- [Task brief] Transcribe the records below. Leave every line exactly as written.

- [Dataset]
☆ ☆ ☆ ☆ ☆
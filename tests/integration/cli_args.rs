// This Source Code Form is subject to the terms of the Mozilla Public
// License, v. 2.0. If a copy of the MPL was not distributed with this
// file, You can obtain one at http://mozilla.org/MPL/2.0/.

//! Tests against the command-line arguments themselves.

use tempfile::TempDir;

use crate::*;

#[test]
fn test_help_is_correct() {
    let mut stdouts = vec![];

    let cmd = fitsutils().arg("--help").ok();
    assert!(cmd.is_ok());
    let (stdout, stderr) = get_cmd_output(cmd);
    assert!(stderr.is_empty());
    stdouts.push(stdout);

    let cmd = fitsutils().arg("-h").ok();
    assert!(cmd.is_ok());
    let (stdout, stderr) = get_cmd_output(cmd);
    assert!(stderr.is_empty());
    stdouts.push(stdout);

    for stdout in stdouts {
        for sub_command in ["extract", "label", "status", "series"] {
            assert!(stdout.contains(sub_command), "{stdout}");
        }
    }
}

#[test]
fn test_series_help_lists_quantities() {
    let cmd = fitsutils().args(["series", "--help"]).ok();
    assert!(cmd.is_ok());
    let (stdout, _) = get_cmd_output(cmd);
    assert!(stdout.contains("angsep, angsep-brightest, flux"), "{stdout}");
    assert!(stdout.contains("main, leftmost, rightmost"), "{stdout}");
}

#[test]
fn test_missing_table_is_an_error() {
    for sub_command in ["extract", "label", "status", "series"] {
        let cmd = fitsutils().arg(sub_command).ok();
        assert!(cmd.is_err(), "{sub_command} without arguments succeeded");
    }

    let cmd = fitsutils().args(["label", "--date", "27Jun1999"]).ok();
    assert!(cmd.is_err());
    let (_, stderr) = get_cmd_output(cmd);
    assert!(stderr.contains("No fit table was specified"), "{stderr}");
}

#[test]
fn test_bad_arg_file() {
    let tmp_dir = TempDir::new().unwrap();
    let (path, mut f) = make_file_in_dir("args.toml", tmp_dir.path());
    f.write_all(b"this isn't toml").unwrap();
    drop(f);

    let cmd = fitsutils()
        .args(["status", "--table", "nowhere.csv"])
        .ok();
    assert!(cmd.is_err());

    let cmd = fitsutils()
        .arg("series")
        .arg(&path)
        .ok();
    assert!(cmd.is_err());
    let (_, stderr) = get_cmd_output(cmd);
    assert!(stderr.contains("Couldn't decode toml structure"), "{stderr}");
}

#[test]
fn test_arg_file_and_save_toml() {
    let tmp_dir = TempDir::new().unwrap();
    let reports = tmp_dir.path().join("reports");
    std::fs::create_dir(&reports).unwrap();
    make_reports(&reports);
    let table = tmp_dir.path().join("fits.csv");

    let (args_file, mut f) = make_file_in_dir("extract.json", tmp_dir.path());
    write!(
        f,
        r#"{{"reports_dir": {:?}, "table": {:?}}}"#,
        reports.display().to_string(),
        table.display().to_string()
    )
    .unwrap();
    drop(f);

    let saved = tmp_dir.path().join("saved.toml");
    let cmd = fitsutils()
        .arg("extract")
        .arg(&args_file)
        .arg("--save-toml")
        .arg(&saved)
        .ok();
    assert!(cmd.is_ok(), "{:?}", get_cmd_output(cmd));
    assert!(table.exists());

    // The saved arguments reproduce the run.
    let saved_contents = std::fs::read_to_string(&saved).unwrap();
    assert!(saved_contents.contains("reports_dir"), "{saved_contents}");
    std::fs::remove_file(&table).unwrap();
    let cmd = fitsutils().arg("extract").arg(&saved).ok();
    assert!(cmd.is_ok(), "{:?}", get_cmd_output(cmd));
    assert!(table.exists());
}
// This Source Code Form is subject to the terms of the Mozilla Public
// License, v. 2.0. If a copy of the MPL was not distributed with this
// file, You can obtain one at http://mozilla.org/MPL/2.0/.

//! Writing fit tables.

use std::fmt::Display;

use super::{WriteTableError, SEPARATOR};
use crate::{
    report::DATE_FORMAT,
    types::{FitTable, SourceRecord},
};

/// Write `table` as one line per (date, band) entry, ordered by date and then
/// band.
pub fn write_fit_table<T: std::io::Write>(
    buf: &mut T,
    table: &FitTable,
) -> Result<(), WriteTableError> {
    for (date, band, entry) in table.iter() {
        let date = date.format(DATE_FORMAT).to_string();
        let check = |field: &'static str, value: &str| -> Result<(), WriteTableError> {
            if value.contains(SEPARATOR) {
                Err(WriteTableError::CommaInField {
                    date: date.clone(),
                    band: band.to_string(),
                    field,
                    value: value.to_string(),
                })
            } else {
                Ok(())
            }
        };
        check("band", band)?;
        let freq = entry.data.freq.as_deref().unwrap_or_default();
        let major = entry.data.major.as_deref().unwrap_or_default();
        let minor = entry.data.minor.as_deref().unwrap_or_default();
        check("frequency", freq)?;
        check("beam major axis", major)?;
        check("beam minor axis", minor)?;

        let mut fields: Vec<String> = vec![
            date.clone(),
            band.to_string(),
            freq.to_string(),
            major.to_string(),
            minor.to_string(),
        ];
        for source in &entry.sources {
            fields.extend(source_fields(source));
        }
        writeln!(buf, "{}", fields.join(&SEPARATOR.to_string()))?;
    }

    Ok(())
}

fn source_fields(source: &SourceRecord) -> [String; 7] {
    [
        opt(&source.ra),
        opt(&source.ra_err),
        opt(&source.dec),
        opt(&source.dec_err),
        opt(&source.flux.map(|f| f.normalize())),
        opt(&source.flux_err.map(|f| f.normalize())),
        source.is_main.to_string(),
    ]
}

/// Absent values are empty fields.
fn opt<T: Display>(value: &Option<T>) -> String {
    value.as_ref().map(|v| v.to_string()).unwrap_or_default()
}
// This Source Code Form is subject to the terms of the Mozilla Public
// License, v. 2.0. If a copy of the MPL was not distributed with this
// file, You can obtain one at http://mozilla.org/MPL/2.0/.

//! Labelling which source of an observation is the main one.
//!
//! Sources are referred to by their 0-based position in their entry. Giving
//! one source the main label gives every other source in the same entry the
//! "not main" label.

mod error;
mod prompt;

pub use error::LabelError;
pub use prompt::{prompt_for_main_source, Answer};

use crate::types::{IsMain, ObservationEntry, SourceRecord};

impl ObservationEntry {
    /// Make the source at `index` the main source of this entry.
    pub fn set_main_source(&mut self, index: usize) -> Result<(), LabelError> {
        if index >= self.sources.len() {
            return Err(LabelError::IndexOutOfRange {
                index,
                num_sources: self.sources.len(),
            });
        }
        for (i, source) in self.sources.iter_mut().enumerate() {
            source.is_main = if i == index {
                IsMain::Main
            } else {
                IsMain::NotMain
            };
        }
        Ok(())
    }

    /// Does any source still have an unknown label?
    pub fn needs_labelling(&self) -> bool {
        self.sources.iter().any(|s| s.is_main == IsMain::Unknown)
    }

    /// Get the main source, along with its index. Exactly one source must be
    /// labelled as main.
    pub fn main_source(&self) -> Result<(usize, &SourceRecord), LabelError> {
        let mut mains = self
            .sources
            .iter()
            .enumerate()
            .filter(|(_, s)| s.is_main == IsMain::Main);
        match (mains.next(), mains.next()) {
            (Some(main), None) => Ok(main),
            (None, _) => Err(LabelError::NoMainSource),
            (Some(_), Some(_)) => Err(LabelError::SeveralMainSources(2 + mains.count())),
        }
    }
}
☆ ☆ ☆ ☆ ☆
- [The answer]
filename tests/integration/cli_args.rs
// This Source Code Form is subject to the terms of the Mozilla Public
// License, v. 2.0. If a copy of the MPL was not distributed with this
// file, You can obtain one at http://mozilla.org/MPL/2.0/.

//! Tests against the command-line arguments themselves.

use tempfile::TempDir;

use crate::*;

#[test]
fn test_help_is_correct() {
    let mut stdouts = vec![];

    let cmd = fitsutils().arg("--help").ok();
    assert!(cmd.is_ok());
    let (stdout, stderr) = get_cmd_output(cmd);
    assert!(stderr.is_empty());
    stdouts.push(stdout);

    let cmd = fitsutils().arg("-h").ok();
    assert!(cmd.is_ok());
    let (stdout, stderr) = get_cmd_output(cmd);
    assert!(stderr.is_empty());
    stdouts.push(stdout);

    for stdout in stdouts {
        for sub_command in ["extract", "label", "status", "series"] {
            assert!(stdout.contains(sub_command), "{stdout}");
        }
    }
}

#[test]
fn test_series_help_lists_quantities() {
    let cmd = fitsutils().args(["series", "--help"]).ok();
    assert!(cmd.is_ok());
    let (stdout, _) = get_cmd_output(cmd);
    assert!(stdout.contains("angsep, angsep-brightest, flux"), "{stdout}");
    assert!(stdout.contains("main, leftmost, rightmost"), "{stdout}");
}

#[test]
fn test_missing_table_is_an_error() {
    for sub_command in ["extract", "label", "status", "series"] {
        let cmd = fitsutils().arg(sub_command).ok();
        assert!(cmd.is_err(), "{sub_command} without arguments succeeded");
    }

    let cmd = fitsutils().args(["label", "--date", "27Jun1999"]).ok();
    assert!(cmd.is_err());
    let (_, stderr) = get_cmd_output(cmd);
    assert!(stderr.contains("No fit table was specified"), "{stderr}");
}

#[test]
fn test_bad_arg_file() {
    let tmp_dir = TempDir::new().unwrap();
    let (path, mut f) = make_file_in_dir("args.toml", tmp_dir.path());
    f.write_all(b"this isn't toml").unwrap();
    drop(f);

    let cmd = fitsutils()
        .args(["status", "--table", "nowhere.csv"])
        .ok();
    assert!(cmd.is_err());

    let cmd = fitsutils()
        .arg("series")
        .arg(&path)
        .ok();
    assert!(cmd.is_err());
    let (_, stderr) = get_cmd_output(cmd);
    assert!(stderr.contains("Couldn't decode toml structure"), "{stderr}");
}

#[test]
fn test_arg_file_and_save_toml() {
    let tmp_dir = TempDir::new().unwrap();
    let reports = tmp_dir.path().join("reports");
    std::fs::create_dir(&reports).unwrap();
    make_reports(&reports);
    let table = tmp_dir.path().join("fits.csv");

    let (args_file, mut f) = make_file_in_dir("extract.json", tmp_dir.path());
    write!(
        f,
        r#"{{"reports_dir": {:?}, "table": {:?}}}"#,
        reports.display().to_string(),
        table.display().to_string()
    )
    .unwrap();
    drop(f);

    let saved = tmp_dir.path().join("saved.toml");
    let cmd = fitsutils()
        .arg("extract")
        .arg(&args_file)
        .arg("--save-toml")
        .arg(&saved)
        .ok();
    assert!(cmd.is_ok(), "{:?}", get_cmd_output(cmd));
    assert!(table.exists());

    // The saved arguments reproduce the run.
    let saved_contents = std::fs::read_to_string(&saved).unwrap();
    assert!(saved_contents.contains("reports_dir"), "{saved_contents}");
    std::fs::remove_file(&table).unwrap();
    let cmd = fitsutils().arg("extract").arg(&saved).ok();
    assert!(cmd.is_ok(), "{:?}", get_cmd_output(cmd));
    assert!(table.exists());
}
// This Source Code Form is subject to the terms of the Mozilla Public
// License, v. 2.0. If a copy of the MPL was not distributed with this
// file, You can obtain one at http://mozilla.org/MPL/2.0/.

//! Writing fit tables.

use std::fmt::Display;

use super::{WriteTableError, SEPARATOR};
use crate::{
    report::DATE_FORMAT,
    types::{FitTable, SourceRecord},
};

/// Write `table` as one line per (date, band) entry, ordered by date and then
/// band.
pub fn write_fit_table<T: std::io::Write>(
    buf: &mut T,
    table: &FitTable,
) -> Result<(), WriteTableError> {
    for (date, band, entry) in table.iter() {
        let date = date.format(DATE_FORMAT).to_string();
        let check = |field: &'static str, value: &str| -> Result<(), WriteTableError> {
            if value.contains(SEPARATOR) {
                Err(WriteTableError::CommaInField {
                    date: date.clone(),
                    band: band.to_string(),
                    field,
                    value: value.to_string(),
                })
            } else {
                Ok(())
            }
        };
        check("band", band)?;
        let freq = entry.data.freq.as_deref().unwrap_or_default();
        let major = entry.data.major.as_deref().unwrap_or_default();
        let minor = entry.data.minor.as_deref().unwrap_or_default();
        check("frequency", freq)?;
        check("beam major axis", major)?;
        check("beam minor axis", minor)?;

        let mut fields: Vec<String> = vec![
            date.clone(),
            band.to_string(),
            freq.to_string(),
            major.to_string(),
            minor.to_string(),
        ];
        for source in &entry.sources {
            fields.extend(source_fields(source));
        }
        writeln!(buf, "{}", fields.join(&SEPARATOR.to_string()))?;
    }

    Ok(())
}

fn source_fields(source: &SourceRecord) -> [String; 7] {
    [
        opt(&source.ra),
        opt(&source.ra_err),
        opt(&source.dec),
        opt(&source.dec_err),
        opt(&source.flux.map(|f| f.normalize())),
        opt(&source.flux_err.map(|f| f.normalize())),
        source.is_main.to_string(),
    ]
}

/// Absent values are empty fields.
fn opt<T: Display>(value: &Option<T>) -> String {
    value.as_ref().map(|v| v.to_string()).unwrap_or_default()
}
// This Source Code Form is subject to the terms of the Mozilla Public
// License, v. 2.0. If a copy of the MPL was not distributed with this
// file, You can obtain one at http://mozilla.org/MPL/2.0/.

//! Labelling which source of an observation is the main one.
//!
//! Sources are referred to by their 0-based position in their entry. Giving
//! one source the main label gives every other source in the same entry the
//! "not main" label.

mod error;
mod prompt;

pub use error::LabelError;
pub use prompt::{prompt_for_main_source, Answer};

use crate::types::{IsMain, ObservationEntry, SourceRecord};

impl ObservationEntry {
    /// Make the source at `index` the main source of this entry.
    pub fn set_main_source(&mut self, index: usize) -> Result<(), LabelError> {
        if index >= self.sources.len() {
            return Err(LabelError::IndexOutOfRange {
                index,
                num_sources: self.sources.len(),
            });
        }
        for (i, source) in self.sources.iter_mut().enumerate() {
            source.is_main = if i == index {
                IsMain::Main
            } else {
                IsMain::NotMain
            };
        }
        Ok(())
    }

    /// Does any source still have an unknown label?
    pub fn needs_labelling(&self) -> bool {
        self.sources.iter().any(|s| s.is_main == IsMain::Unknown)
    }

    /// Get the main source, along with its index. Exactly one source must be
    /// labelled as main.
    pub fn main_source(&self) -> Result<(usize, &SourceRecord), LabelError> {
        let mut mains = self
            .sources
            .iter()
            .enumerate()
            .filter(|(_, s)| s.is_main == IsMain::Main);
        match (mains.next(), mains.next()) {
            (Some(main), None) => Ok(main),
            (None, _) => Err(LabelError::NoMainSource),
            (Some(_), Some(_)) => Err(LabelError::SeveralMainSources(2 + mains.count())),
        }
    }
}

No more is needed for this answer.